PROBLEM REQUIREMENTS
The answer must consist of every record, printed exactly as it stands.
-- MATERIAL FOR THIS EXERCISE follows --
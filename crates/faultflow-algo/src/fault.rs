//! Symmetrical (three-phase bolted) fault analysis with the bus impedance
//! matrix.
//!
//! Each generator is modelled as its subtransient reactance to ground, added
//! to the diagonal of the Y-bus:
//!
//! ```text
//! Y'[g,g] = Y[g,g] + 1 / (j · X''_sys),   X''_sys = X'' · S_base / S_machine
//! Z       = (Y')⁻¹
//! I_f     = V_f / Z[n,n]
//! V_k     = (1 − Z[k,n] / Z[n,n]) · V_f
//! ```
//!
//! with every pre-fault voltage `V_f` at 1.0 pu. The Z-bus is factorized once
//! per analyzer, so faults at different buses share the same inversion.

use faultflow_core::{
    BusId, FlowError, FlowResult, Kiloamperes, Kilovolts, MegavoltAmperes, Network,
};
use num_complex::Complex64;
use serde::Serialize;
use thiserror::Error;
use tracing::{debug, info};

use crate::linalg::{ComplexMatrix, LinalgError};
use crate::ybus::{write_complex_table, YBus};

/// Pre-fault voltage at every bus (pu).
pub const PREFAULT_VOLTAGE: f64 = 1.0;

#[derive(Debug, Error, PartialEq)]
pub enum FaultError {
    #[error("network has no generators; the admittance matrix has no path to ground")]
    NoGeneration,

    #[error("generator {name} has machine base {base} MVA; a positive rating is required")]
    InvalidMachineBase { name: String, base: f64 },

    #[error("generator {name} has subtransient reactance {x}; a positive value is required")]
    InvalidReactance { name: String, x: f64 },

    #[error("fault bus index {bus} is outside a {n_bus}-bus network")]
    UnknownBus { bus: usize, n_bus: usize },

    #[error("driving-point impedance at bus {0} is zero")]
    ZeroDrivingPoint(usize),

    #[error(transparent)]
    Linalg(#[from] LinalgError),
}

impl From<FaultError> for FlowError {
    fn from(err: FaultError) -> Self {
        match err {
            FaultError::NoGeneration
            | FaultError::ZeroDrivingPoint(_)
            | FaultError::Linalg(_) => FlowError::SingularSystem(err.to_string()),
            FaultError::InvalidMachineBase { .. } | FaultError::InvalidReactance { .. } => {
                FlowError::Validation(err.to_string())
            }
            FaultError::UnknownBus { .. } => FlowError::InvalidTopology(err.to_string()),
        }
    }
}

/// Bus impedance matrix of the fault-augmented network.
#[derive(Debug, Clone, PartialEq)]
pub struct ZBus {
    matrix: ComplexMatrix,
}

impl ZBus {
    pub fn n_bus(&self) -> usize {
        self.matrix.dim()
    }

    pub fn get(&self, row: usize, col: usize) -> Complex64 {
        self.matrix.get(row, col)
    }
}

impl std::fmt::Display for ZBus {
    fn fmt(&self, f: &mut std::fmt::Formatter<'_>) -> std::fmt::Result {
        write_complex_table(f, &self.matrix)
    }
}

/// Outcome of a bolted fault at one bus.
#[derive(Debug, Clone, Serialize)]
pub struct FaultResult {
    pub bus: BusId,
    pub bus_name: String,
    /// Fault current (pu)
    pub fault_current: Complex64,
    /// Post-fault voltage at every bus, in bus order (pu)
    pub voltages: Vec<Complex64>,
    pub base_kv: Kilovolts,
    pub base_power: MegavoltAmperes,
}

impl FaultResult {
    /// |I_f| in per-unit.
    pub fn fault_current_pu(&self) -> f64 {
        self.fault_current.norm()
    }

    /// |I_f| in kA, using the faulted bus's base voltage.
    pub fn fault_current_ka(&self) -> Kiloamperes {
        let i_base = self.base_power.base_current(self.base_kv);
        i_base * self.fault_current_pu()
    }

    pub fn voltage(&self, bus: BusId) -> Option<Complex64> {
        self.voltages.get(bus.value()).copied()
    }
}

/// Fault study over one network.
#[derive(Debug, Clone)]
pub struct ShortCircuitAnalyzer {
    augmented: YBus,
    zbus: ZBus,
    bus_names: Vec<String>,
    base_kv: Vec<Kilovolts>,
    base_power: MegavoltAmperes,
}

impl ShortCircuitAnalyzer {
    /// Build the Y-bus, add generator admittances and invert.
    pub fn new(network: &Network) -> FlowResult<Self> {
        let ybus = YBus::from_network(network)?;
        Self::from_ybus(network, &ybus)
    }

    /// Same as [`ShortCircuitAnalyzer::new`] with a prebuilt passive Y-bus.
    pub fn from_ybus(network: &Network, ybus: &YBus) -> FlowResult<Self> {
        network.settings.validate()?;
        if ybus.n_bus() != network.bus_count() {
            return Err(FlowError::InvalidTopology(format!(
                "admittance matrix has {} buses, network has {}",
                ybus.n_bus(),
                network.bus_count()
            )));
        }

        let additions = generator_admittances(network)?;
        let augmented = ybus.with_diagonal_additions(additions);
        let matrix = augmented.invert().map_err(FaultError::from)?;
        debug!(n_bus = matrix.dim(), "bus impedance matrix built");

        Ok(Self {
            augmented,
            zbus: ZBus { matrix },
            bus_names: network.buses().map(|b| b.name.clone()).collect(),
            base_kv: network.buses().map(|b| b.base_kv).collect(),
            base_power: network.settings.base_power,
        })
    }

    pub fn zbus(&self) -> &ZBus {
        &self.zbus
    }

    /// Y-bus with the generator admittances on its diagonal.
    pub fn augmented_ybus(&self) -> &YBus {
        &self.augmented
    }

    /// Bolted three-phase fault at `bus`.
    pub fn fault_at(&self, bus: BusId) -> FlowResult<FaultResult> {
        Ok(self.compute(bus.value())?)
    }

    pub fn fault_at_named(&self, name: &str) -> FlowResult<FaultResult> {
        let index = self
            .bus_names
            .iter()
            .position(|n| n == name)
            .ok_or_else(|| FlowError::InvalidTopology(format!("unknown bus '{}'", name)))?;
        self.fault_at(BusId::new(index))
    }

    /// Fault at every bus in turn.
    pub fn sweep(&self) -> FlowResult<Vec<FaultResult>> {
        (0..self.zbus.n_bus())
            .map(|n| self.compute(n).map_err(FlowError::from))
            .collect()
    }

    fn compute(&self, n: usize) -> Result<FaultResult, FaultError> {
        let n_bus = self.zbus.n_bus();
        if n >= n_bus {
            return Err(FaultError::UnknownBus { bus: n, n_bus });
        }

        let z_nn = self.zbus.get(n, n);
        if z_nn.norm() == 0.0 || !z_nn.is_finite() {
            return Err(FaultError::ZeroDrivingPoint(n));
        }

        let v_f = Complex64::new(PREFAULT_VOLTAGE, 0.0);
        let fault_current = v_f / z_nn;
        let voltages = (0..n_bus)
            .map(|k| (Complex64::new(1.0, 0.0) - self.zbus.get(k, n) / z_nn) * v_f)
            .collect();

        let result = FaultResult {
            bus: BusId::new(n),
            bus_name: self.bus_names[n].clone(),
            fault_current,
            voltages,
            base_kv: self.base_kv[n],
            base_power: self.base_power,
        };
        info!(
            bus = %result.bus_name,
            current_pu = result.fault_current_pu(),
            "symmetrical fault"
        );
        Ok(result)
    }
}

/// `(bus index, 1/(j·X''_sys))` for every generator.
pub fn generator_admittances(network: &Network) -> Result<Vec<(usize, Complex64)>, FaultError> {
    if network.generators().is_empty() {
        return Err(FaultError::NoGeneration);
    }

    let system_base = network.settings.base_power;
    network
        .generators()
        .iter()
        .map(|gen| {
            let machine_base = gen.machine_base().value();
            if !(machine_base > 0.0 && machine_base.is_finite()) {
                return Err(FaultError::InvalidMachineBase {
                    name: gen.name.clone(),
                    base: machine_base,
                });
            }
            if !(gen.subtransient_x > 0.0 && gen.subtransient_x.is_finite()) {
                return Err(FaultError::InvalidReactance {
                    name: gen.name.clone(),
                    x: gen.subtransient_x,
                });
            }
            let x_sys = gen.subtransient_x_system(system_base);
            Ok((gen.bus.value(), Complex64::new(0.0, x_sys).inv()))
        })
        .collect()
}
-- MATERIAL FOR THIS EXERCISE concluded --
SOLUTION FOR THIS TASK
filename crates/faultflow-algo/src/fault.rs
//! Symmetrical (three-phase bolted) fault analysis with the bus impedance
//! matrix.
//!
//! Each generator is modelled as its subtransient reactance to ground, added
//! to the diagonal of the Y-bus:
//!
//! ```text
//! Y'[g,g] = Y[g,g] + 1 / (j · X''_sys),   X''_sys = X'' · S_base / S_machine
//! Z       = (Y')⁻¹
//! I_f     = V_f / Z[n,n]
//! V_k     = (1 − Z[k,n] / Z[n,n]) · V_f
//! ```
//!
//! with every pre-fault voltage `V_f` at 1.0 pu. The Z-bus is factorized once
//! per analyzer, so faults at different buses share the same inversion.

use faultflow_core::{
    BusId, FlowError, FlowResult, Kiloamperes, Kilovolts, MegavoltAmperes, Network,
};
use num_complex::Complex64;
use serde::Serialize;
use thiserror::Error;
use tracing::{debug, info};

use crate::linalg::{ComplexMatrix, LinalgError};
use crate::ybus::{write_complex_table, YBus};

/// Pre-fault voltage at every bus (pu).
pub const PREFAULT_VOLTAGE: f64 = 1.0;

#[derive(Debug, Error, PartialEq)]
pub enum FaultError {
    #[error("network has no generators; the admittance matrix has no path to ground")]
    NoGeneration,

    #[error("generator {name} has machine base {base} MVA; a positive rating is required")]
    InvalidMachineBase { name: String, base: f64 },

    #[error("generator {name} has subtransient reactance {x}; a positive value is required")]
    InvalidReactance { name: String, x: f64 },

    #[error("fault bus index {bus} is outside a {n_bus}-bus network")]
    UnknownBus { bus: usize, n_bus: usize },

    #[error("driving-point impedance at bus {0} is zero")]
    ZeroDrivingPoint(usize),

    #[error(transparent)]
    Linalg(#[from] LinalgError),
}

impl From<FaultError> for FlowError {
    fn from(err: FaultError) -> Self {
        match err {
            FaultError::NoGeneration
            | FaultError::ZeroDrivingPoint(_)
            | FaultError::Linalg(_) => FlowError::SingularSystem(err.to_string()),
            FaultError::InvalidMachineBase { .. } | FaultError::InvalidReactance { .. } => {
                FlowError::Validation(err.to_string())
            }
            FaultError::UnknownBus { .. } => FlowError::InvalidTopology(err.to_string()),
        }
    }
}

/// Bus impedance matrix of the fault-augmented network.
#[derive(Debug, Clone, PartialEq)]
pub struct ZBus {
    matrix: ComplexMatrix,
}

impl ZBus {
    pub fn n_bus(&self) -> usize {
        self.matrix.dim()
    }

    pub fn get(&self, row: usize, col: usize) -> Complex64 {
        self.matrix.get(row, col)
    }
}

impl std::fmt::Display for ZBus {
    fn fmt(&self, f: &mut std::fmt::Formatter<'_>) -> std::fmt::Result {
        write_complex_table(f, &self.matrix)
    }
}

/// Outcome of a bolted fault at one bus.
#[derive(Debug, Clone, Serialize)]
pub struct FaultResult {
    pub bus: BusId,
    pub bus_name: String,
    /// Fault current (pu)
    pub fault_current: Complex64,
    /// Post-fault voltage at every bus, in bus order (pu)
    pub voltages: Vec<Complex64>,
    pub base_kv: Kilovolts,
    pub base_power: MegavoltAmperes,
}

impl FaultResult {
    /// |I_f| in per-unit.
    pub fn fault_current_pu(&self) -> f64 {
        self.fault_current.norm()
    }

    /// |I_f| in kA, using the faulted bus's base voltage.
    pub fn fault_current_ka(&self) -> Kiloamperes {
        let i_base = self.base_power.base_current(self.base_kv);
        i_base * self.fault_current_pu()
    }

    pub fn voltage(&self, bus: BusId) -> Option<Complex64> {
        self.voltages.get(bus.value()).copied()
    }
}

/// Fault study over one network.
#[derive(Debug, Clone)]
pub struct ShortCircuitAnalyzer {
    augmented: YBus,
    zbus: ZBus,
    bus_names: Vec<String>,
    base_kv: Vec<Kilovolts>,
    base_power: MegavoltAmperes,
}

impl ShortCircuitAnalyzer {
    /// Build the Y-bus, add generator admittances and invert.
    pub fn new(network: &Network) -> FlowResult<Self> {
        let ybus = YBus::from_network(network)?;
        Self::from_ybus(network, &ybus)
    }

    /// Same as [`ShortCircuitAnalyzer::new`] with a prebuilt passive Y-bus.
    pub fn from_ybus(network: &Network, ybus: &YBus) -> FlowResult<Self> {
        network.settings.validate()?;
        if ybus.n_bus() != network.bus_count() {
            return Err(FlowError::InvalidTopology(format!(
                "admittance matrix has {} buses, network has {}",
                ybus.n_bus(),
                network.bus_count()
            )));
        }

        let additions = generator_admittances(network)?;
        let augmented = ybus.with_diagonal_additions(additions);
        let matrix = augmented.invert().map_err(FaultError::from)?;
        debug!(n_bus = matrix.dim(), "bus impedance matrix built");

        Ok(Self {
            augmented,
            zbus: ZBus { matrix },
            bus_names: network.buses().map(|b| b.name.clone()).collect(),
            base_kv: network.buses().map(|b| b.base_kv).collect(),
            base_power: network.settings.base_power,
        })
    }

    pub fn zbus(&self) -> &ZBus {
        &self.zbus
    }

    /// Y-bus with the generator admittances on its diagonal.
    pub fn augmented_ybus(&self) -> &YBus {
        &self.augmented
    }

    /// Bolted three-phase fault at `bus`.
    pub fn fault_at(&self, bus: BusId) -> FlowResult<FaultResult> {
        Ok(self.compute(bus.value())?)
    }

    pub fn fault_at_named(&self, name: &str) -> FlowResult<FaultResult> {
        let index = self
            .bus_names
            .iter()
            .position(|n| n == name)
            .ok_or_else(|| FlowError::InvalidTopology(format!("unknown bus '{}'", name)))?;
        self.fault_at(BusId::new(index))
    }

    /// Fault at every bus in turn.
    pub fn sweep(&self) -> FlowResult<Vec<FaultResult>> {
        (0..self.zbus.n_bus())
            .map(|n| self.compute(n).map_err(FlowError::from))
            .collect()
    }

    fn compute(&self, n: usize) -> Result<FaultResult, FaultError> {
        let n_bus = self.zbus.n_bus();
        if n >= n_bus {
            return Err(FaultError::UnknownBus { bus: n, n_bus });
        }

        let z_nn = self.zbus.get(n, n);
        if z_nn.norm() == 0.0 || !z_nn.is_finite() {
            return Err(FaultError::ZeroDrivingPoint(n));
        }

        let v_f = Complex64::new(PREFAULT_VOLTAGE, 0.0);
        let fault_current = v_f / z_nn;
        let voltages = (0..n_bus)
            .map(|k| (Complex64::new(1.0, 0.0) - self.zbus.get(k, n) / z_nn) * v_f)
            .collect();

        let result = FaultResult {
            bus: BusId::new(n),
            bus_name: self.bus_names[n].clone(),
            fault_current,
            voltages,
            base_kv: self.base_kv[n],
            base_power: self.base_power,
        };
        info!(
            bus = %result.bus_name,
            current_pu = result.fault_current_pu(),
            "symmetrical fault"
        );
        Ok(result)
    }
}

/// `(bus index, 1/(j·X''_sys))` for every generator.
pub fn generator_admittances(network: &Network) -> Result<Vec<(usize, Complex64)>, FaultError> {
    if network.generators().is_empty() {
        return Err(FaultError::NoGeneration);
    }

    let system_base = network.settings.base_power;
    network
        .generators()
        .iter()
        .map(|gen| {
            let machine_base = gen.machine_base().value();
            if !(machine_base > 0.0 && machine_base.is_finite()) {
                return Err(FaultError::InvalidMachineBase {
                    name: gen.name.clone(),
                    base: machine_base,
                });
            }
            if !(gen.subtransient_x > 0.0 && gen.subtransient_x.is_finite()) {
                return Err(FaultError::InvalidReactance {
                    name: gen.name.clone(),
                    x: gen.subtransient_x,
                });
            }
            let x_sys = gen.subtransient_x_system(system_base);
            Ok((gen.bus.value(), Complex64::new(0.0, x_sys).inv()))
        })
        .collect()
}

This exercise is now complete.